Department: Cancer Biology, 2016

Faculty Mentor: Michael Freeman, Ph.D.

Dissertation Title: Accumulation of γKetoaldehyde-modified Protein in Normal and Fibrotic Lung

Dissertation AbstractγKetoaldehydes are generated by free radical peroxidation and cyclooxygenation of phospholipid-esterified arachidonic acid. γKetoaldehydes covalently bind to protein lysine residues and is emerging as a mechanistic link between pathogenic reactive oxygen species and disease progression. However, the questions of whether covalent modification of proteins by γKA are subject to genetic regulation and the identity of γKA-modified proteins remain unclear.
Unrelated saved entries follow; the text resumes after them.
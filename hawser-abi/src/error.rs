use hawser_core::H256;

/// The result of a schema or codec operation.
pub type AbiResult<T> = Result<T, AbiError>;

/// Errors raised while parsing an ABI descriptor or moving values across
/// the wire encoding.
///
/// Decode errors carry the byte offset (relative to the buffer handed to
/// the decoder) or the parameter index at which decoding failed.
#[derive(Debug, Clone, PartialEq, Eq, thiserror::Error)]
pub enum AbiError {
    /// A JSON entry carried an unrecognized `type` discriminator.
    #[error("unrecognized abi entry type `{kind}`")]
    UnknownAbiEntry {
        /// The offending discriminator.
        kind: String,
    },
    /// The JSON was readable but semantically inconsistent.
    #[error("malformed abi: {reason}")]
    MalformedAbi {
        /// What was inconsistent.
        reason: String,
    },
    /// An ABI type string could not be parsed.
    #[error("unparseable abi type `{type_string}`: {reason}")]
    TypeParse {
        /// The type string as it appeared in the descriptor.
        type_string: String,
        /// Why it was rejected.
        reason: &'static str,
    },
    /// A numeric value does not fit the declared bit width.
    #[error("value out of range for `{kind}`")]
    Overflow {
        /// Canonical name of the declared type.
        kind: String,
    },
    /// A boolean word held something other than 0 or 1.
    #[error("invalid boolean word at offset {offset}")]
    InvalidBool {
        /// Byte offset of the offending word.
        offset: usize,
    },
    /// A string payload was not valid UTF-8.
    #[error("string payload at offset {offset} is not valid utf-8")]
    InvalidUtf8 {
        /// Byte offset of the payload.
        offset: usize,
    },
    /// The input ended before the declared payload did.
    #[error("input too short: needed {needed} bytes at offset {offset}, had {available}")]
    ShortRead {
        /// Byte offset the read started at.
        offset: usize,
        /// Bytes the declared layout required.
        needed: usize,
        /// Bytes actually available.
        available: usize,
    },
    /// A dynamic-field offset escaped its enclosing region or overlapped
    /// an earlier payload.
    #[error("malformed tail: offset {offset} escapes the enclosing region")]
    MalformedTail {
        /// The offending offset value.
        offset: usize,
    },
    /// No event in the schema matches the log's topic-0.
    #[error("no event matches topic {topic:?}")]
    UnknownEvent {
        /// The unmatched topic-0 word.
        topic: H256,
    },
    /// A log's topic count does not cover the event's indexed inputs.
    #[error("event `{event}` expects {expected} topics, log carries {got}")]
    TopicMismatch {
        /// Event name.
        event: String,
        /// Topics the declaration requires.
        expected: usize,
        /// Topics the log carried.
        got: usize,
    },
    /// The caller supplied the wrong number of arguments.
    #[error("`{name}` takes {expected} argument(s), {got} supplied")]
    ArgCountMismatch {
        /// Function, constructor or error name.
        name: String,
        /// Declared parameter count.
        expected: usize,
        /// Supplied argument count.
        got: usize,
    },
    /// A host value is not assignable to its declared ABI type.
    #[error("argument {index} is not assignable to `{expected}`")]
    ArgTypeMismatch {
        /// Zero-based parameter index.
        index: usize,
        /// Canonical name of the declared type.
        expected: String,
    },
}

impl AbiError {
    /// Re-anchor a nested decode error's byte offset to the enclosing
    /// buffer by shifting it by `base`.
    pub(crate) fn rebase(self, base: usize) -> Self {
        match self {
            Self::InvalidBool { offset } => Self::InvalidBool {
                offset: offset + base,
            },
            Self::InvalidUtf8 { offset } => Self::InvalidUtf8 {
                offset: offset + base,
            },
            Self::ShortRead {
                offset,
                needed,
                available,
            } => Self::ShortRead {
                offset: offset + base,
                needed,
                available,
            },
            Self::MalformedTail { offset } => Self::MalformedTail {
                offset: offset + base,
            },
            other => other,
        }
    }
}
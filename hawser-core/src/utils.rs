//! Small shared helpers.

/// Strips the '0x' prefix off of a hex string so it can be decoded.
pub fn strip_0x_prefix(s: &str) -> &str {
    if s.len() < 2 || &s[..2] != "0x" {
        s
    } else {
        &s[2..]
    }
}

/// Formats a byte slice as a 0x-prefixed hex string for log output.
pub fn fmt_bytes(bytes: &[u8]) -> String {
    format!("0x{}", hex::encode(bytes))
}
use derive_new::new;
use serde::{Deserialize, Serialize};

use crate::{H160, H256};

/// A raw log record as emitted by a contract: the undecoded wire form.
#[derive(Debug, Clone, PartialEq, Eq, Serialize, Deserialize, new)]
pub struct RawLog {
    /// Address of the emitting contract.
    pub address: H160,
    /// Indexed topic words, topic-0 (the signature hash) first for
    /// non-anonymous events. At most 4 entries.
    pub topics: Vec<H256>,
    /// ABI-encoded non-indexed payload.
    pub data: Vec<u8>,
}

/// Position metadata the backend attaches to every returned log.
#[derive(Debug, Clone, Copy, PartialEq, Eq, Serialize, Deserialize, new)]
pub struct LogMeta {
    /// Block this log was emitted in.
    pub block_number: u64,
    /// Index of the emitting transaction within its block.
    pub transaction_index: u64,
    /// Index of the log within the block.
    pub log_index: u64,
    /// True when a reorg retracted this log. Retractions are delivered to
    /// consumers, never dropped.
    pub removed: bool,
}

/// A log retrieval or subscription request.
///
/// Topic filter semantics match `eth_getLogs`: within one position the
/// listed values are alternatives (OR), across positions all must match
/// (AND), and `None` is a wildcard.
#[derive(Debug, Clone, PartialEq, Eq, new)]
pub struct LogQuery {
    /// Contract address the logs must originate from.
    pub address: H160,
    /// First block of the range, inclusive.
    pub from_block: u64,
    /// Last block of the range, inclusive. `None` means the latest block
    /// for retrieval and "no upper bound" for subscriptions.
    pub to_block: Option<u64>,
    /// Per-position topic filter lists.
    pub topics: Vec<Option<Vec<H256>>>,
}
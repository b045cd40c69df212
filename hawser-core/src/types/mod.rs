pub use log::*;
pub use request::*;
pub use subscription::*;

/// Re-exported fixed-width hash and integer types used on the wire.
pub use primitive_types::{H160, H256, U256};

mod log;
mod request;
mod subscription;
This dissertation shows that Nrf2 and Nox2 are key regulators of γKA modification in pulmonary tissue. The identity of these proteins were analyzed by LC-MS following immunoaffinity purification of γKA-modified proteins. Gene ontology analysis revealed that proteins in numerous cellular pathways are susceptible to γKA modification. Although cells tolerate basal levels of modification, exceeding them induces apoptosis. Prominent modification was observed in a murine model of radiation-induced pulmonary fibrosis and in idiopathic pulmonary fibrosis (IPF) patients, two diseases considered to be promoted by gene-regulated oxidant stress. This dissertation found an abundance of γKA modified protein in human IPF compared to control lung tissue, identified collagen 1α1 as one of the highly adducted proteins, and demonstrates that γKA modification impairs MMP1 mediated degradation of collagen. Based on these results the current hypothesis is that γKA modification is a hitherto unrecognized sequelae that contributes to radiation-induced pulmonary injury and IPF.